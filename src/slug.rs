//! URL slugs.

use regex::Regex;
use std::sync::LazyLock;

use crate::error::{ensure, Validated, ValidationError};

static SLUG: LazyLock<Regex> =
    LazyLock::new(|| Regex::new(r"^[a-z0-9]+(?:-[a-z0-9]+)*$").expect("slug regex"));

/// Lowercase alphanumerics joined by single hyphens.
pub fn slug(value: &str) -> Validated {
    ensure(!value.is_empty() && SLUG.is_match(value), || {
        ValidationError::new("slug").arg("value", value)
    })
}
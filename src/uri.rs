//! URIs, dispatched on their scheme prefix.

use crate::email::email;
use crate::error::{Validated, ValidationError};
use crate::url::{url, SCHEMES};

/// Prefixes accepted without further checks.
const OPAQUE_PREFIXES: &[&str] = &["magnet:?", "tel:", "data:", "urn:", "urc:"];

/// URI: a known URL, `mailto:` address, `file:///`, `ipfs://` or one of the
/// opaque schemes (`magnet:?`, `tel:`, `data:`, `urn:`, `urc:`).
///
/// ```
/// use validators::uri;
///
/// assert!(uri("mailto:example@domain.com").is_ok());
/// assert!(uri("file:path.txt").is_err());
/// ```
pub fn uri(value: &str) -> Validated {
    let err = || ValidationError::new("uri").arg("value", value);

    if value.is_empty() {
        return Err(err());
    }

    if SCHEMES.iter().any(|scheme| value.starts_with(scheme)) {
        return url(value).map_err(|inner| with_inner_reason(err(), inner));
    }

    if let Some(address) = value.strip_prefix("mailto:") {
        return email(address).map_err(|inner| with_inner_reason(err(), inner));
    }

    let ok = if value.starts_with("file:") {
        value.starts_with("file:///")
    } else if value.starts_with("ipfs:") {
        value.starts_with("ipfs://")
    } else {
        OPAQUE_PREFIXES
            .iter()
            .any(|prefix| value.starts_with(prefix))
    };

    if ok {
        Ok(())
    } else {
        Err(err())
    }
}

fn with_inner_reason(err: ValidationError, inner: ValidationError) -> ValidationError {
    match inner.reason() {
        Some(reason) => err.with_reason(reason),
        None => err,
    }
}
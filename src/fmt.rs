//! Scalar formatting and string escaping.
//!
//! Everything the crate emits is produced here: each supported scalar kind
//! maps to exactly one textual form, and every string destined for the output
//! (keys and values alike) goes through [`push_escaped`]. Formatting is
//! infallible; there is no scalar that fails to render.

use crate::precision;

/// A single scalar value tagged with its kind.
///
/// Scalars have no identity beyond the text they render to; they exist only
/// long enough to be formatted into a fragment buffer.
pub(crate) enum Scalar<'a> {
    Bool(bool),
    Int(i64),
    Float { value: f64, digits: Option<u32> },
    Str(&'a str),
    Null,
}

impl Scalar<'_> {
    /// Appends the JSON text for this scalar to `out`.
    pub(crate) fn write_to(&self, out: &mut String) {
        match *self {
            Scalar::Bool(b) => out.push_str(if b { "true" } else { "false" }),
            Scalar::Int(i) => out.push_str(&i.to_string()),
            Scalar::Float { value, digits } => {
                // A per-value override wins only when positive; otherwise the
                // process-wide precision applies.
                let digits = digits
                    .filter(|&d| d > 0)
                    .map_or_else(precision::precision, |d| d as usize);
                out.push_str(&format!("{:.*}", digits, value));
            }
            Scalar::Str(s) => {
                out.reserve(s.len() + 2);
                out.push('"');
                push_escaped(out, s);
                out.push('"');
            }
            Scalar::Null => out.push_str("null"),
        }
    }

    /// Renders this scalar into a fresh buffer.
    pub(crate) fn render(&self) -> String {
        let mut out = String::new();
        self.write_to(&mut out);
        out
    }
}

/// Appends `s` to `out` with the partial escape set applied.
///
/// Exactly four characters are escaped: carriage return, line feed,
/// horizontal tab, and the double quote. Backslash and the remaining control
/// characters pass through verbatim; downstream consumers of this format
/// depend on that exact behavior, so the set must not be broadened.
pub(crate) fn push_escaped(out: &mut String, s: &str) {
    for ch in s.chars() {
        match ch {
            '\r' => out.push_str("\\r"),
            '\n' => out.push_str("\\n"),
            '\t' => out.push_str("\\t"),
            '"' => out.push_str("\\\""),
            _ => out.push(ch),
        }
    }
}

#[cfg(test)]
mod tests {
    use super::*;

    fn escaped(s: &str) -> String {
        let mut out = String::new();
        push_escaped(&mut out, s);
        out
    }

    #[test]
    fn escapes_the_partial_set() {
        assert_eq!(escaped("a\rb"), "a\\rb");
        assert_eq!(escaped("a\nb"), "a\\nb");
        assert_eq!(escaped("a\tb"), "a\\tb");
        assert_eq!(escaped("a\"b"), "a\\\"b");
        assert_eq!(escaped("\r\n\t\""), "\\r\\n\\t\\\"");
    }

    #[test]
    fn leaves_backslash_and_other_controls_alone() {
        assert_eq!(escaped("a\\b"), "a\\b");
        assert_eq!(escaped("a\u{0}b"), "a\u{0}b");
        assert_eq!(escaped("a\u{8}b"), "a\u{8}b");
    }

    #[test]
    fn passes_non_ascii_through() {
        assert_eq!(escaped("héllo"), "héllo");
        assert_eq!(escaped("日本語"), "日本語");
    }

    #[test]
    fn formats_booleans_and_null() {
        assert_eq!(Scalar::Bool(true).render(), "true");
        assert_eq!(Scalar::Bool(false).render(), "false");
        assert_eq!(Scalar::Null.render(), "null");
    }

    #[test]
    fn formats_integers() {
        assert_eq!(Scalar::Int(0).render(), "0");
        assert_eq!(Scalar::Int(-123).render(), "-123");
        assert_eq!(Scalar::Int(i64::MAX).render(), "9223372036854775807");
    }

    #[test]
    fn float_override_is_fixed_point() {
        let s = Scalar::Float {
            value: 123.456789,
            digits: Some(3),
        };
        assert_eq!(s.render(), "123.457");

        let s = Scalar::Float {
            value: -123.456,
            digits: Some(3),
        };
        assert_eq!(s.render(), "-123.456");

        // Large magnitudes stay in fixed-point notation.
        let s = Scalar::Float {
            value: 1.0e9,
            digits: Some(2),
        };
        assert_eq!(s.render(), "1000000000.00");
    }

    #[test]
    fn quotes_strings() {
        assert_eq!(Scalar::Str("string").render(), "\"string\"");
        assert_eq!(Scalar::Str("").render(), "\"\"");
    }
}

__WORK TO COMPLETE__: Say how many lines in the data hold the string "ValidationError", and say nothing else.

__ANSWER FOR THE TASK__: 5